Exercise requirements:
Reproduce exactly, and only, the lines below from the one containing "to an executor" through the one containing "Ordered partition of".
*** Exercise material Section Begins ***
//! Execution plans produced by the query planner

use crate::operator::Operator;
use serde::{Deserialize, Serialize};
use std::collections::BTreeMap;
use uuid::Uuid;

/// One operator bound to an executor
#[derive(Debug, Clone, PartialEq, Serialize, Deserialize)]
pub struct ExecutionStep {
    pub operator: Operator,
    pub target_executor: String,
    pub cache_key: Option<String>,
    pub timeout_ms: u64,
    /// Operator ids this step waits for
    #[serde(default)]
    pub depends_on: Vec<String>,
}

impl ExecutionStep {
    pub fn id(&self) -> &str {
        &self.operator.id
    }
}

/// Caching hints handed to the executors
#[derive(Debug, Clone, Default, PartialEq, Serialize, Deserialize)]
pub struct CacheStrategy {
    /// Indices into `ExecutionPlan::steps`
    pub cacheable_steps: Vec<usize>,
    /// cache key -> TTL in seconds
    pub ttl_policy: BTreeMap<String, u64>,
    pub enable_cache: bool,
}

#[derive(Debug, Clone, PartialEq, Serialize, Deserialize)]
pub struct ExecutionPlan {
    pub plan_id: Uuid,
    /// Steps in topological order
    pub steps: Vec<ExecutionStep>,
    /// Sum of step costs in milliseconds
    pub estimated_cost: f64,
    pub cache_strategy: CacheStrategy,
    /// Ordered partition of step indices; groups run one after another,
    /// steps inside a group run concurrently
    pub parallel_groups: Vec<Vec<usize>>,
    pub deadline_ms: Option<u64>,
}

impl ExecutionPlan {
    pub fn step_index(&self, operator_id: &str) -> Option<usize> {
        self.steps.iter().position(|s| s.operator.id == operator_id)
    }

    /// Group position of a step index
    pub fn group_of(&self, step_index: usize) -> Option<usize> {
        self.parallel_groups
            .iter()
            .position(|g| g.contains(&step_index))
    }

    pub fn total_step_cost(&self) -> f64 {
        self.steps.iter().map(|s| s.operator.estimated_cost).sum()
    }
}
*** Exercise material Section Ends ***
Task output:
/// One operator bound to an executor
#[derive(Debug, Clone, PartialEq, Serialize, Deserialize)]
pub struct ExecutionStep {
    pub operator: Operator,
    pub target_executor: String,
    pub cache_key: Option<String>,
    pub timeout_ms: u64,
    /// Operator ids this step waits for
    #[serde(default)]
    pub depends_on: Vec<String>,
}

impl ExecutionStep {
    pub fn id(&self) -> &str {
        &self.operator.id
    }
}

/// Caching hints handed to the executors
#[derive(Debug, Clone, Default, PartialEq, Serialize, Deserialize)]
pub struct CacheStrategy {
    /// Indices into `ExecutionPlan::steps`
    pub cacheable_steps: Vec<usize>,
    /// cache key -> TTL in seconds
    pub ttl_policy: BTreeMap<String, u64>,
    pub enable_cache: bool,
}

#[derive(Debug, Clone, PartialEq, Serialize, Deserialize)]
pub struct ExecutionPlan {
    pub plan_id: Uuid,
    /// Steps in topological order
    pub steps: Vec<ExecutionStep>,
    /// Sum of step costs in milliseconds
    pub estimated_cost: f64,
    pub cache_strategy: CacheStrategy,
    /// Ordered partition of step indices; groups run one after another,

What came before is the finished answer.